About 2½ years ago, a light bulb came on for me.  I was re-reading Dr. Cloud and Townsend’s book, “How People Grow.” Dr. Cloud posed a question to a group of experienced pastors, “If you had to arm your parishioners with protection from sin, how would you do it?  What do you think is the best armor you could wear?”  They had many ideas, but ultimately he pointed them to 1 Peter 4:1:  “Therefore, since Christ suffered in his body, arm yourself also with the same attitude, because whoever suffers in the body is done with sin.”(NIV)

 Caught in the Cycle

“Oh,” I said to myself, “this isn’t going to be pretty.”  I had been in relapse in my food addiction for a year or two, after some good abstinence for a few years.  I had just completed a one year healing/recovery group and learned what mother’s and father’s roles are, and what they should provide for their children.  I had stepped out of denial and started the grief process over the holes of parenting that were in my family of origin, including being the child of two alcoholic parents.

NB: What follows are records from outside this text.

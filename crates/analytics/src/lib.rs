//! Catalog analytics: descriptive statistics, embedding projections, and
//! recommendation-quality metrics.
//!
//! Everything here is computed fresh per call from the current catalog state
//! over a bounded scan — never cached, never incrementally maintained. That
//! is a deliberate simplicity/consistency trade-off: always correct as of
//! read time, at the cost of O(catalog) work per call, and explicitly
//! approximate once the catalog outgrows the scan cap.
//!
//! Analytics shares the engine's error taxonomy
//! ([`recommend::RecommendError`]); a failed sample query inside the quality
//! battery is recorded per query, not swallowed.

mod metrics;
mod projection;
mod quality;

pub use metrics::{
    CatalogMetrics, CategoryInsight, PriceBounds, PriceBucket, PriceRanges, PriceStats,
};
pub use projection::{ProjectionMethod, ProjectionPoint, ProjectionReport};
pub use quality::{
    FailedQuery, OverallQuality, PriceSimilarity, QualityMetrics, QueryQuality, ScoreStats,
    SimilarityAnalysis,
};

use std::sync::Arc;

use catalog::Catalog;
use recommend::{Engine, RecommendError};
use serde::{Deserialize, Serialize};

/// Analytics policy knobs.
#[derive(Debug, Clone, Serialize, Deserialize, PartialEq)]
pub struct AnalyticsConfig {
    /// Maximum records any analytics call scans. Above this the numbers are
    /// explicitly approximate, not exhaustive.
    #[serde(default = "default_scan_cap")]
    pub scan_cap: usize,
    /// Fixed battery of sample queries for the quality health signal.
    #[serde(default = "default_sample_queries")]
    pub sample_queries: Vec<String>,
    /// Result count per sample query.
    #[serde(default = "default_sample_top_k")]
    pub sample_top_k: usize,
}

fn default_scan_cap() -> usize {
    1000
}

fn default_sample_top_k() -> usize {
    5
}

fn default_sample_queries() -> Vec<String> {
    [
        "modern sofa",
        "office chair",
        "dining table",
        "bedroom furniture",
        "storage solutions",
    ]
    .into_iter()
    .map(str::to_string)
    .collect()
}

impl Default for AnalyticsConfig {
    fn default() -> Self {
        Self {
            scan_cap: default_scan_cap(),
            sample_queries: default_sample_queries(),
            sample_top_k: default_sample_top_k(),
        }
    }
}

/// The analytics aggregator. Consumes the catalog accessor and the engine;
/// independent of the request path.
pub struct Analytics {
    catalog: Arc<Catalog>,
    engine: Arc<Engine>,
    cfg: AnalyticsConfig,
}

impl Analytics {
    pub fn new(catalog: Arc<Catalog>, engine: Arc<Engine>, cfg: AnalyticsConfig) -> Self {
        Self {
            catalog,
            engine,
            cfg,
        }
    }

    pub fn config(&self) -> &AnalyticsConfig {
        &self.cfg
    }

    /// Catalog-wide descriptive statistics. An empty catalog yields zeroed
    /// metrics, not an error.
    pub fn metrics(&self) -> Result<CatalogMetrics, RecommendError> {
        let products = self.catalog.products(self.cfg.scan_cap, 0)?;
        Ok(metrics::compute_metrics(&products))
    }

    /// Project item vectors to 2 or 3 coordinates for visualization.
    ///
    /// Best-effort tooling, never a ranking input: vectors come from the
    /// index when stored, and are regenerated through the embedder for
    /// records that carry none.
    pub fn embedding_projection(
        &self,
        method: ProjectionMethod,
        n_components: usize,
    ) -> Result<ProjectionReport, RecommendError> {
        if !(2..=3).contains(&n_components) {
            return Err(RecommendError::InvalidRequest(format!(
                "n_components must be 2 or 3, got {n_components}"
            )));
        }
        let records = self.catalog.records(self.cfg.scan_cap, 0)?;
        projection::project_records(&self.catalog, &records, method, n_components)
    }

    /// Similarity patterns around one product: score statistics, category
    /// distribution, and price spread of its nearest neighbors.
    pub fn similarity_analysis(
        &self,
        product_id: &str,
    ) -> Result<SimilarityAnalysis, RecommendError> {
        quality::similarity_analysis(&self.catalog, &self.engine, product_id)
    }

    /// Run the sample-query battery through the engine and summarize
    /// average similarity and category diversity as a coarse health signal.
    /// Failures are tracked per query, never swallowed.
    pub fn quality_metrics(&self) -> Result<QualityMetrics, RecommendError> {
        Ok(quality::run_quality_battery(
            &self.engine,
            &self.cfg.sample_queries,
            self.cfg.sample_top_k,
        ))
    }
}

I was attending 12-step recovery meetings regularly, journaling, reaching out to others over the phone, and none of it was working.  A friend and mentor reminded me, “You are in the process of insanity—doing the same thing over and over and expecting different results.”

Then Jesus said to his disciples, “Whoever wants to be my disciple must deny themselves and take up their cross and follow me. Matthew 16:24 TNIV

Embracing the Pain

My relapse into food addiction and my internal pain brought me back into the therapeutic process, this time with a very seasoned and astute therapist.  It was here that I realized the only way to healing was to go through the pain.  I couldn’t minimize it, avoid it, rationalize it, or medicate it away using food.  These defenses were no longer working for me.

 The last 2 years I have been grieving a myriad of losses, deaths if you will—loss of my childhood, loss of the parents I thought I had, but didn’t, loss of many positive experiences in my marriage, loss of physical health and loss of internal peace because of my past.  I have denied, protested in anger, and cried until I thought the tears would never end. I know there are still more to come.

Letting Christ Transform Your Pain into Healing

Why do I bother doing this?  Because as one of my pastors recently said, “If we don’t let Christ transform our pain, we will transmit it.”  If I don’t enter into the healing process, my pain will either be turned inward – food addiction, depression – or transmitted and turned outward, projecting my unprocessed feelings onto those I love and care for.  My heart’s desire is to leave a positive legacy to those who enter my life and sphere of influence.

Jesus never promised an easy walk.  “In the world you will have tribulation; but be of good cheer, I have overcome the world.” John 16:33 (NKJV) Out of death and dying comes resurrection and life.  I count on Jesus and the cross he bore, (and the cross that I am bearing now) to bring me through to a resurrected life.  I know that as I continue to grieve the losses of my childhood, that there will be new life on the other side.  And I don’t mean in heaven; I mean a resurrected life here on earth.

I have already experienced some of the fruit of this process of recovery and in my faith journey.  I am just going a little deeper now.  The Lord will redeem my losses, “I will repay you for the years the locusts have eaten.” Joel 2:25 (TNIV) There will be redemption on the other side of my season of grief.  He is faithful and I can count on it.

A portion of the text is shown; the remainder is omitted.